* [EXERCISE]:
Write the listing out again, exactly as it reads below.

───── PROVIDED MATERIAL

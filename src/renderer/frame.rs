//! Frame description types for 2D canvas rendering

use bytemuck::{Pod, Zeroable};

use crate::settings::Palette;

/// Axis-aligned filled rectangle in canvas pixels
#[repr(C)]
#[derive(Copy, Clone, Debug, PartialEq, Pod, Zeroable)]
pub struct FillRect {
    pub position: [f32; 2],
    pub size: [f32; 2],
    pub color: [f32; 4],
}

impl FillRect {
    pub const fn new(x: f32, y: f32, w: f32, h: f32, color: [f32; 4]) -> Self {
        Self {
            position: [x, y],
            size: [w, h],
            color,
        }
    }
}

#[derive(Debug, Clone, Copy, PartialEq, Eq)]
pub enum TextAlign {
    Left,
    Center,
    Right,
}

impl TextAlign {
    /// Canvas `textAlign` value
    pub fn as_str(&self) -> &'static str {
        match self {
            TextAlign::Left => "left",
            TextAlign::Center => "center",
            TextAlign::Right => "right",
        }
    }
}

/// A line of text anchored at (x, y) on its baseline
#[derive(Debug, Clone, PartialEq)]
pub struct TextLabel {
    pub text: String,
    pub x: f32,
    pub y: f32,
    pub size: f32,
    pub color: [f32; 4],
    pub align: TextAlign,
}

/// Everything needed to paint one frame, back to front
#[derive(Debug, Clone, PartialEq, Default)]
pub struct Frame {
    pub width: u32,
    pub height: u32,
    pub rects: Vec<FillRect>,
    pub texts: Vec<TextLabel>,
}

impl Frame {
    pub fn new(width: u32, height: u32) -> Self {
        Self {
            width,
            height,
            rects: Vec::new(),
            texts: Vec::new(),
        }
    }

    pub fn rect(&mut self, x: f32, y: f32, w: f32, h: f32, color: [f32; 4]) {
        self.rects.push(FillRect::new(x, y, w, h, color));
    }

    pub fn text(&mut self, text: impl Into<String>, x: f32, y: f32, size: f32, color: [f32; 4], align: TextAlign) {
        self.texts.push(TextLabel {
            text: text.into(),
            x,
            y,
            size,
            color,
            align,
        });
    }

    /// Rectangles as raw bytes (for handing to JS or a GPU buffer)
    pub fn rect_bytes(&self) -> &[u8] {
        bytemuck::cast_slice(&self.rects)
    }
}

/// Colors for game elements
#[derive(Debug, Clone, Copy, PartialEq)]
pub struct Colors {
    pub background: [f32; 4],
    pub grid: [f32; 4],
    /// Body segments, paddles, locked cells, text
    pub block: [f32; 4],
    /// Food, ball, active piece
    pub active: [f32; 4],
}

const fn rgb(hex: u32) -> [f32; 4] {
    [
        ((hex >> 16) & 0xff) as f32 / 255.0,
        ((hex >> 8) & 0xff) as f32 / 255.0,
        (hex & 0xff) as f32 / 255.0,
        1.0,
    ]
}

pub mod colors {
    use super::{Colors, rgb};

    pub const NOKIA: Colors = Colors {
        background: rgb(0x9bbb0f),
        grid: rgb(0x8bad0f),
        block: rgb(0x2c5234),
        active: rgb(0x1a3320),
    };

    pub const HIGH_CONTRAST: Colors = Colors {
        background: rgb(0x000000),
        grid: rgb(0x333333),
        block: rgb(0xffffff),
        active: rgb(0xffd700),
    };
}

impl Colors {
    pub fn for_palette(palette: Palette) -> Self {
        match palette {
            Palette::Nokia => colors::NOKIA,
            Palette::HighContrast => colors::HIGH_CONTRAST,
        }
    }
}

/// CSS color string for a canvas fill style
pub fn css_color(color: [f32; 4]) -> String {
    let [r, g, b, a] = color.map(|c| (c.clamp(0.0, 1.0) * 255.0).round() as u8);
    if a == 255 {
        format!("#{:02x}{:02x}{:02x}", r, g, b)
    } else {
        format!("rgba({}, {}, {}, {:.3})", r, g, b, f32::from(a) / 255.0)
    }
}

#[cfg(test)]
mod tests {
    use super::*;

    #[test]
    fn test_fill_rect_is_tightly_packed() {
        assert_eq!(std::mem::size_of::<FillRect>(), 8 * 4);
        let mut frame = Frame::new(10, 10);
        frame.rect(1.0, 2.0, 3.0, 4.0, [1.0; 4]);
        frame.rect(0.0, 0.0, 1.0, 1.0, [0.0; 4]);
        assert_eq!(frame.rect_bytes().len(), 2 * 32);
    }

    #[test]
    fn test_css_color() {
        assert_eq!(css_color(colors::NOKIA.background), "#9bbb0f");
        assert_eq!(css_color(colors::NOKIA.block), "#2c5234");
        assert_eq!(css_color([1.0, 0.0, 0.0, 0.0]), "rgba(255, 0, 0, 0.000)");
    }
}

──────────

* [EXERCISE RESPONSE]:
filename src/renderer/frame.rs
//! Frame description types for 2D canvas rendering

use bytemuck::{Pod, Zeroable};

use crate::settings::Palette;

/// Axis-aligned filled rectangle in canvas pixels
#[repr(C)]
#[derive(Copy, Clone, Debug, PartialEq, Pod, Zeroable)]
pub struct FillRect {
    pub position: [f32; 2],
    pub size: [f32; 2],
    pub color: [f32; 4],
}

impl FillRect {
    pub const fn new(x: f32, y: f32, w: f32, h: f32, color: [f32; 4]) -> Self {
        Self {
            position: [x, y],
            size: [w, h],
            color,
        }
    }
}

#[derive(Debug, Clone, Copy, PartialEq, Eq)]
pub enum TextAlign {
    Left,
    Center,
    Right,
}

impl TextAlign {
    /// Canvas `textAlign` value
    pub fn as_str(&self) -> &'static str {
        match self {
            TextAlign::Left => "left",
            TextAlign::Center => "center",
            TextAlign::Right => "right",
        }
    }
}

/// A line of text anchored at (x, y) on its baseline
#[derive(Debug, Clone, PartialEq)]
pub struct TextLabel {
    pub text: String,
    pub x: f32,
    pub y: f32,
    pub size: f32,
    pub color: [f32; 4],
    pub align: TextAlign,
}

/// Everything needed to paint one frame, back to front
#[derive(Debug, Clone, PartialEq, Default)]
pub struct Frame {
    pub width: u32,
    pub height: u32,
    pub rects: Vec<FillRect>,
    pub texts: Vec<TextLabel>,
}

impl Frame {
    pub fn new(width: u32, height: u32) -> Self {
        Self {
            width,
            height,
            rects: Vec::new(),
            texts: Vec::new(),
        }
    }

    pub fn rect(&mut self, x: f32, y: f32, w: f32, h: f32, color: [f32; 4]) {
        self.rects.push(FillRect::new(x, y, w, h, color));
    }

    pub fn text(&mut self, text: impl Into<String>, x: f32, y: f32, size: f32, color: [f32; 4], align: TextAlign) {
        self.texts.push(TextLabel {
            text: text.into(),
            x,
            y,
            size,
            color,
            align,
        });
    }

    /// Rectangles as raw bytes (for handing to JS or a GPU buffer)
    pub fn rect_bytes(&self) -> &[u8] {
        bytemuck::cast_slice(&self.rects)
    }
}

/// Colors for game elements
#[derive(Debug, Clone, Copy, PartialEq)]
pub struct Colors {
    pub background: [f32; 4],
    pub grid: [f32; 4],
    /// Body segments, paddles, locked cells, text
    pub block: [f32; 4],
    /// Food, ball, active piece
    pub active: [f32; 4],
}

const fn rgb(hex: u32) -> [f32; 4] {
    [
        ((hex >> 16) & 0xff) as f32 / 255.0,
        ((hex >> 8) & 0xff) as f32 / 255.0,
        (hex & 0xff) as f32 / 255.0,
        1.0,
    ]
}

pub mod colors {
    use super::{Colors, rgb};

    pub const NOKIA: Colors = Colors {
        background: rgb(0x9bbb0f),
        grid: rgb(0x8bad0f),
        block: rgb(0x2c5234),
        active: rgb(0x1a3320),
    };

    pub const HIGH_CONTRAST: Colors = Colors {
        background: rgb(0x000000),
        grid: rgb(0x333333),
        block: rgb(0xffffff),
        active: rgb(0xffd700),
    };
}

impl Colors {
    pub fn for_palette(palette: Palette) -> Self {
        match palette {
            Palette::Nokia => colors::NOKIA,
            Palette::HighContrast => colors::HIGH_CONTRAST,
        }
    }
}

/// CSS color string for a canvas fill style
pub fn css_color(color: [f32; 4]) -> String {
    let [r, g, b, a] = color.map(|c| (c.clamp(0.0, 1.0) * 255.0).round() as u8);
    if a == 255 {
        format!("#{:02x}{:02x}{:02x}", r, g, b)
    } else {
        format!("rgba({}, {}, {}, {:.3})", r, g, b, f32::from(a) / 255.0)
    }
}

#[cfg(test)]
mod tests {
    use super::*;

    #[test]
    fn test_fill_rect_is_tightly_packed() {
        assert_eq!(std::mem::size_of::<FillRect>(), 8 * 4);
        let mut frame = Frame::new(10, 10);
        frame.rect(1.0, 2.0, 3.0, 4.0, [1.0; 4]);
        frame.rect(0.0, 0.0, 1.0, 1.0, [0.0; 4]);
        assert_eq!(frame.rect_bytes().len(), 2 * 32);
    }

    #[test]
    fn test_css_color() {
        assert_eq!(css_color(colors::NOKIA.background), "#9bbb0f");
        assert_eq!(css_color(colors::NOKIA.block), "#2c5234");
        assert_eq!(css_color([1.0, 0.0, 0.0, 0.0]), "rgba(255, 0, 0, 0.000)");
    }
}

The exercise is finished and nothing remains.